I was reminiscing about the good old days before Bitcoin ossified, and anyway — my initial design here was actually not to have a k-of-n trust requirement on the LSP side for its fellow LSPs. Instead, each participant (though the really only important participant is Ursula) can offer to any of the other participants by using a pseudo-Spilman scheme with their “self” outputs signable using a single-use-seal.

The single-use-seal can be implemented with OP_CAT; briefly, the “self” output of Ursula (et al) would have a branch where Ursula (et al) can sign unilaterally but the R is fixed constant in the script, which can then be reconstituted to a complete signature with OP_CAT; we could also spend an OP_SUCCESS on a new OP_CHECKSEPARATEDSIG where R is a separate stack item from s. This is a “single-use-seal” because if Ursula tries to sign that output again, the same R will leak the private key and potentially cause Ursula to lose funds.

(I was desperate enough for a single-use-seal that I had to go look up the Lamport signatures scheme by Jeremy Rubin, but that is technically an OP_CHECKSIGFROMSTACK which cannot commit to any transaction details except nLockTime and nSequence via OP_CHECKLOCKTIMEVERIFY and OP_CHECKSEQUENCEVERIFY respectively. Sigh.)

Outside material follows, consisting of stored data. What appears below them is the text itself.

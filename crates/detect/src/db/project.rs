use super::{Database, ProjectRecord};
use rusqlite::{params, OptionalExtension, Result as SqliteResult};

impl Database {
    /// Returns the project id for `root_path`, creating the row if needed.
    pub fn get_or_create_project(&self, name: &str, root_path: &str) -> SqliteResult<i64> {
        let existing: Option<i64> = self
            .conn
            .query_row(
                "SELECT id FROM projects WHERE root_path = ?1",
                params![root_path],
                |row| row.get(0),
            )
            .optional()?;

        if let Some(id) = existing {
            return Ok(id);
        }

        self.conn.execute(
            "INSERT INTO projects (name, root_path) VALUES (?1, ?2)",
            params![name, root_path],
        )?;
        Ok(self.conn.last_insert_rowid())
    }

    pub fn update_project_indexed_time(&self, project_id: i64) -> SqliteResult<()> {
        self.conn.execute(
            "UPDATE projects SET last_indexed_at = datetime('now') WHERE id = ?1",
            params![project_id],
        )?;
        Ok(())
    }

    pub fn get_all_projects(&self) -> SqliteResult<Vec<ProjectRecord>> {
        let mut stmt = self
            .conn
            .prepare("SELECT id, name, root_path, last_indexed_at FROM projects ORDER BY name")?;
        let rows = stmt.query_map([], |row| {
            Ok(ProjectRecord {
                id: row.get(0)?,
                name: row.get(1)?,
                root_path: row.get(2)?,
                last_indexed_at: row.get(3)?,
            })
        })?;
        rows.collect()
    }

    pub fn get_project_by_path(&self, root_path: &str) -> SqliteResult<Option<ProjectRecord>> {
        self.conn
            .query_row(
                "SELECT id, name, root_path, last_indexed_at FROM projects WHERE root_path = ?1",
                params![root_path],
                |row| {
                    Ok(ProjectRecord {
                        id: row.get(0)?,
                        name: row.get(1)?,
                        root_path: row.get(2)?,
                        last_indexed_at: row.get(3)?,
                    })
                },
            )
            .optional()
    }
}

A Pseudo-Spilman is that instead of replacing the transaction, we build up a chain of transactions instead. It has all the drawbacks of Spilman (unidirectionality) and all the drawbacks of onchain (long chains of big transactions). However, there would be an outer, hosting Decker-Russel-Osuntokun n-of-n mechanism that hosts each of the per-participant outputs here, which would let us clean up the Pseudo-Spilman channels when all participants are online.

Then, Ursula can offer a MultiPTLC (or alternatively, ask LSPs to probe separately, and pick a winning route and offer a plain PTLC or HTLC for that route, which is technically less reliable but may be reliable-enough-in-practice-and-simpler-too) by signing just by itself. Thus, the uptime of the other participants becomes immaterial. The other participants can then rely on the single-use-seal scheme to ensure that Ursula cannot walk it back without Ursula risking monetary loss.

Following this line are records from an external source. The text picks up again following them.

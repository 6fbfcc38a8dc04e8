//! Project-local persistent store under `.ci-registry/`.
//!
//! Pairs the SQLite database with an approximate nearest neighbor index
//! over the stored embeddings. Vector ids are the SQLite rowids of the
//! symbols table, so a saved index stays consistent with the database
//! across runs.

use crate::db::{Database, SymbolRecord};
use crate::embedding::bytes_to_embedding;
use crate::vector_index::{VectorIndex, VectorIndexConfig, VectorIndexError};
use ndarray::Array1;
use rayon::prelude::*;
use rusqlite::OptionalExtension;
use std::collections::HashMap;
use std::path::{Path, PathBuf};
use tracing::{debug, info, warn};

pub const REGISTRY_DIR: &str = ".ci-registry";

const DB_FILE: &str = "registry.db";
const INDEX_FILE: &str = "registry.usearch";

#[derive(Debug, thiserror::Error)]
pub enum RegistryError {
    #[error("database error: {0}")]
    Database(#[from] rusqlite::Error),
    #[error("io error: {0}")]
    Io(#[from] std::io::Error),
    #[error("vector index error: {0}")]
    Index(#[from] VectorIndexError),
}

pub struct Registry {
    db: Database,
    vector_index: Option<VectorIndex>,
    index_path: PathBuf,
}

impl Registry {
    /// Opens (or creates) the registry under `root/.ci-registry/`.
    ///
    /// A saved vector index that fails to load is discarded with a
    /// warning; it will be rebuilt from the stored embeddings on the
    /// next indexing run.
    pub fn open_at(root: &Path) -> Result<Self, RegistryError> {
        let dir = root.join(REGISTRY_DIR);
        std::fs::create_dir_all(&dir)?;
        let db = Database::open(&dir.join(DB_FILE))?;
        let index_path = dir.join(INDEX_FILE);

        let vector_index = if index_path.exists() {
            match VectorIndex::load(&index_path, VectorIndexConfig::default()) {
                Ok(index) => {
                    debug!(vectors = index.size(), "loaded vector index");
                    Some(index)
                }
                Err(err) => {
                    warn!(error = %err, "discarding unreadable vector index");
                    let _ = std::fs::remove_file(&index_path);
                    None
                }
            }
        } else {
            None
        };

        Ok(Self {
            db,
            vector_index,
            index_path,
        })
    }

    pub fn db(&self) -> &Database {
        &self.db
    }

    pub fn db_mut(&mut self) -> &mut Database {
        &mut self.db
    }

    pub fn has_vector_index(&self) -> bool {
        self.vector_index.is_some()
    }

    fn rowid_names(&self) -> Result<HashMap<u64, String>, RegistryError> {
        let conn = self.db.conn();
        let mut stmt = conn.prepare("SELECT rowid, qualified_name FROM symbols")?;
        let rows = stmt.query_map([], |row| {
            Ok((row.get::<_, i64>(0)? as u64, row.get::<_, String>(1)?))
        })?;
        Ok(rows.collect::<Result<HashMap<_, _>, _>>()?)
    }

    /// Stores a symbol and mirrors its embedding into the vector index.
    pub fn upsert_symbol(&mut self, record: &SymbolRecord) -> Result<(), RegistryError> {
        self.db.upsert_symbol(record)?;
        if let (Some(index), Some(bytes)) = (&self.vector_index, &record.embedding) {
            if let (Some(embedding), Some(id)) = (
                bytes_to_embedding(bytes),
                symbol_rowid(&self.db, &record.qualified_name)?,
            ) {
                if index.contains(id) {
                    index.remove(id)?;
                }
                if index.size() + 1 > index.capacity() {
                    index.reserve(index.capacity() * 2 + 16)?;
                }
                index.add(id, &embedding.to_vec())?;
            }
        }
        Ok(())
    }

    /// Makes sure a vector index with the given dimensionality exists,
    /// rebuilding it from the stored embeddings when absent.
    pub fn ensure_vector_index(&mut self, dimensions: usize) -> Result<(), RegistryError> {
        match &self.vector_index {
            Some(index) if index.dimensions() == dimensions => Ok(()),
            _ => self.rebuild_vector_index(dimensions),
        }
    }

    /// Rebuilds the index from every stored embedding.
    pub fn rebuild_vector_index(&mut self, dimensions: usize) -> Result<(), RegistryError> {
        let config = VectorIndexConfig::with_dimensions(dimensions);
        let records = self.db.get_all_symbols()?;
        let index = VectorIndex::new(config)?;
        index.reserve(records.len().max(16))?;

        let mut added = 0usize;
        for record in &records {
            let Some(bytes) = &record.embedding else {
                continue;
            };
            let Some(embedding) = bytes_to_embedding(bytes) else {
                warn!(symbol = %record.qualified_name, "skipping malformed stored embedding");
                continue;
            };
            if embedding.len() != dimensions {
                warn!(
                    symbol = %record.qualified_name,
                    got = embedding.len(),
                    expected = dimensions,
                    "skipping embedding with stale dimensionality"
                );
                continue;
            }
            if let Some(id) = symbol_rowid(&self.db, &record.qualified_name)? {
                index.add(id, &embedding.to_vec())?;
                added += 1;
            }
        }
        info!(vectors = added, dimensions, "rebuilt vector index");
        self.vector_index = Some(index);
        Ok(())
    }

    pub fn save_vector_index(&self) -> Result<(), RegistryError> {
        if let Some(index) = &self.vector_index {
            index.save(&self.index_path)?;
        }
        Ok(())
    }

    /// Nearest-neighbor lookup for a batch of query vectors.
    ///
    /// Returns `(query_position, matched_qualified_name, similarity)`
    /// tuples, excluding each query's own stored vector.
    pub fn search_batch_parallel(
        &self,
        queries: &[(String, Array1<f32>)],
        k: usize,
    ) -> Result<Vec<(usize, String, f32)>, RegistryError> {
        let Some(index) = &self.vector_index else {
            return Ok(Vec::new());
        };
        let names = self.rowid_names()?;

        let hits: Vec<(usize, String, f32)> = queries
            .par_iter()
            .enumerate()
            .flat_map_iter(|(position, (query_name, vector))| {
                let matches = match index.search(&vector.to_vec(), k + 1) {
                    Ok(matches) => matches,
                    Err(err) => {
                        warn!(query = %query_name, error = %err, "vector search failed");
                        Vec::new()
                    }
                };
                matches
                    .into_iter()
                    .filter_map(|hit| {
                        let name = names.get(&hit.id)?;
                        if name == query_name {
                            return None;
                        }
                        Some((position, name.clone(), hit.similarity()))
                    })
                    .collect::<Vec<_>>()
            })
            .collect();
        Ok(hits)
    }
}

fn symbol_rowid(db: &Database, qualified_name: &str) -> Result<Option<u64>, RegistryError> {
    let id: Option<i64> = db
        .conn()
        .query_row(
            "SELECT rowid FROM symbols WHERE qualified_name = ?1",
            [qualified_name],
            |row| row.get(0),
        )
        .optional()?;
    Ok(id.map(|v| v as u64))
}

With this scheme, none of the LSPs even have to trust each other, though everyone does have reduced security for claimed funds from fulfilled MultiPTLC (et al): if the public transaction relay becomes utterly useless due to incoherent local mempool management heuristics, then participants in this mechanism can submit directly to miners, who would now have no incentive to participate in public transaction relay, and the single-use-seal of UTXO deletion trumps the single-use-seal of R reuse. However, once everyone is online, they can then upgrade the security back to pristine Lightning security by updating the hosting mechanism to clean up the pseudo-Spilman mechanisms, thus time-bounding their risk in practice.